* DATA TO USE:
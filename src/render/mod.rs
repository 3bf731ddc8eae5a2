//! Rendering contract between terrain and the frame loop
//!
//! Terrain objects describe what to draw as [`DrawCall`]s against their own
//! vertex buffers; the renderer turns those into GPU work. Camera and
//! lighting arrive in a [`FrameContext`] each frame.

pub mod renderer;
pub mod snapshot;

use glam::{Mat4, Vec3};

use crate::error::TerrainResult;
use crate::gpu::BufferHandle;
use crate::terrain::{GenerationSettings, UpdateOutcome};

pub use renderer::{PreparedFrame, TerrainRenderer};
pub use snapshot::{buffer_to_image, capture_snapshot, save_snapshot};

/// Something whose device-side state is regenerated from settings
pub trait Computable {
    fn update(&mut self, settings: &GenerationSettings) -> TerrainResult<UpdateOutcome>;
}

/// Something that can describe its draw calls for a frame
pub trait Drawable {
    /// Must not change generation state
    fn draw(&self, frame: &FrameContext) -> Vec<DrawCall>;
}

#[derive(Debug, Clone, Copy, PartialEq, Eq)]
pub enum Primitive {
    Points,
    Triangles,
}

/// One non-indexed draw over a vertex buffer
#[derive(Debug, Clone, Copy, PartialEq, Eq)]
pub struct DrawCall {
    pub primitive: Primitive,
    pub buffer: BufferHandle,
    /// First vertex
    pub first: u32,
    /// Vertex count
    pub count: u32,
    /// Bytes between consecutive vertices
    pub stride: u64,
}

/// Per-frame camera, lighting and display state
#[derive(Debug, Clone, Copy)]
pub struct FrameContext {
    pub view: Mat4,
    pub projection: Mat4,
    pub camera_position: Vec3,
    pub light_position: Vec3,
    pub settings: GenerationSettings,
    /// Also draw the lattice as a point cloud
    pub draw_points: bool,
}

impl Default for FrameContext {
    fn default() -> Self {
        Self {
            view: Mat4::IDENTITY,
            projection: Mat4::IDENTITY,
            camera_position: Vec3::ZERO,
            light_position: Vec3::new(0.0, 100.0, 0.0),
            settings: GenerationSettings::default(),
            draw_points: false,
        }
    }
}

impl FrameContext {
    /// Perspective camera at `eye` looking at `target`, y up
    pub fn looking_at(
        eye: Vec3,
        target: Vec3,
        aspect: f32,
        settings: GenerationSettings,
        draw_points: bool,
    ) -> Self {
        Self {
            view: Mat4::look_at_rh(eye, target, Vec3::Y),
            projection: Mat4::perspective_rh(45f32.to_radians(), aspect, 0.1, 1000.0),
            camera_position: eye,
            light_position: eye + Vec3::new(0.0, 50.0, 0.0),
            settings,
            draw_points,
        }
    }

    /// Camera framing an axis-aligned box from above one corner
    pub fn framing(
        min: Vec3,
        max: Vec3,
        aspect: f32,
        settings: GenerationSettings,
        draw_points: bool,
    ) -> Self {
        let center = (min + max) * 0.5;
        let radius = ((max - min).length() * 0.5).max(1.0);
        let eye = center + Vec3::new(1.2, 0.9, 1.2) * radius * 1.6;
        Self::looking_at(eye, center, aspect, settings, draw_points)
    }

    pub fn view_projection(&self) -> Mat4 {
        self.projection * self.view
    }
}
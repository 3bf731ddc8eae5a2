//! Marching cubes polygonisation over a lattice of [`GridPoint`]s
//!
//! This is the host reference for the `extract_surface` kernel. Normals come
//! from central differences over the points themselves, so the extracted
//! surface is consistent with whatever field stage 1 wrote.

use glam::Vec3;
use rayon::prelude::*;

use super::data::{GridPoint, Triangle, TriangleVertex};
use super::density::{lattice_coords, lattice_index};
use super::tables::{triangles, CORNER_OFFSETS, EDGE_CORNERS};

/// Below this density difference an edge is treated as degenerate
pub const DEGENERATE_EPSILON: f32 = 1e-6;

/// One cube corner with its field sample
#[derive(Debug, Clone, Copy)]
pub struct Corner {
    pub position: Vec3,
    pub density: f32,
    pub gradient: Vec3,
}

/// Build the 8-bit configuration: bit `c` set when corner `c` is below iso
pub fn cube_configuration(densities: &[f32; 8], iso_level: f32) -> u8 {
    densities
        .iter()
        .enumerate()
        .fold(0u8, |config, (corner, &density)| {
            if density < iso_level {
                config | (1 << corner)
            } else {
                config
            }
        })
}

/// Interpolation parameter of the iso crossing between two densities
#[inline]
pub fn crossing(d0: f32, d1: f32, iso_level: f32) -> f32 {
    let delta = d1 - d0;
    if delta.abs() < DEGENERATE_EPSILON {
        0.5
    } else {
        (iso_level - d0) / delta
    }
}

fn unit_or_up(v: Vec3) -> Vec3 {
    let len = v.length();
    if len > 0.0 && len.is_finite() {
        v / len
    } else {
        Vec3::Y
    }
}

fn edge_vertex(a: &Corner, b: &Corner, iso_level: f32) -> TriangleVertex {
    let t = crossing(a.density, b.density, iso_level);
    TriangleVertex {
        position: a.position.lerp(b.position, t).to_array(),
        normal: unit_or_up(a.gradient.lerp(b.gradient, t)).to_array(),
    }
}

/// Triangulate one cube, appending to `out`; returns triangles emitted
pub fn polygonise(corners: &[Corner; 8], iso_level: f32, out: &mut Vec<Triangle>) -> usize {
    let densities = corners.map(|c| c.density);
    let config = cube_configuration(&densities, iso_level);
    if config == 0x00 || config == 0xFF {
        return 0;
    }

    let before = out.len();
    for edges in triangles(config) {
        let vertices = edges.map(|edge| {
            let [a, b] = EDGE_CORNERS[edge];
            edge_vertex(&corners[a], &corners[b], iso_level)
        });
        out.push(Triangle { vertices });
    }
    out.len() - before
}

/// Field gradient at lattice point `(i, j, k)`, one-sided at the boundary
pub fn lattice_gradient(points: &[GridPoint], resolution: u32, i: u32, j: u32, k: u32) -> Vec3 {
    let density = |i: u32, j: u32, k: u32| points[lattice_index(i, j, k, resolution)].density;
    let axis = |lo: f32, hi: f32, span: u32| if span == 0 { 0.0 } else { (hi - lo) / span as f32 };
    let last = resolution - 1;

    let (x0, x1) = (i.saturating_sub(1), (i + 1).min(last));
    let (y0, y1) = (j.saturating_sub(1), (j + 1).min(last));
    let (z0, z1) = (k.saturating_sub(1), (k + 1).min(last));

    Vec3::new(
        axis(density(x0, j, k), density(x1, j, k), x1 - x0),
        axis(density(i, y0, k), density(i, y1, k), y1 - y0),
        axis(density(i, j, z0), density(i, j, z1), z1 - z0),
    )
}

/// Gather the 8 corners of the cube whose lowest corner is `(i, j, k)`
pub fn cube_corners(points: &[GridPoint], resolution: u32, i: u32, j: u32, k: u32) -> [Corner; 8] {
    CORNER_OFFSETS.map(|[dx, dy, dz]| {
        let (ci, cj, ck) = (i + dx, j + dy, k + dz);
        let point = points[lattice_index(ci, cj, ck, resolution)];
        Corner {
            position: point.position(),
            density: point.density,
            gradient: lattice_gradient(points, resolution, ci, cj, ck),
        }
    })
}

/// Polygonise every cube of the lattice
///
/// Returns one triangle list per cube in linear cube order; callers decide
/// how the lists are laid out in the output buffer.
pub fn polygonise_lattice(
    points: &[GridPoint],
    resolution: u32,
    iso_level: f32,
) -> Vec<Vec<Triangle>> {
    let cubes_per_axis = resolution.saturating_sub(1);
    let total = (cubes_per_axis as usize).pow(3);
    (0..total)
        .into_par_iter()
        .map(|cube| {
            let (i, j, k) = lattice_coords(cube, cubes_per_axis);
            let corners = cube_corners(points, resolution, i, j, k);
            let mut out = Vec::new();
            polygonise(&corners, iso_level, &mut out);
            out
        })
        .collect()
}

* HOW TO COMPLETE THIS TASK:
Show every line above where "radius" is found.

* OUTPUT FOR THIS TASK:
        let radius = ((max - min).length() * 0.5).max(1.0);
        let eye = center + Vec3::new(1.2, 0.9, 1.2) * radius * 1.6;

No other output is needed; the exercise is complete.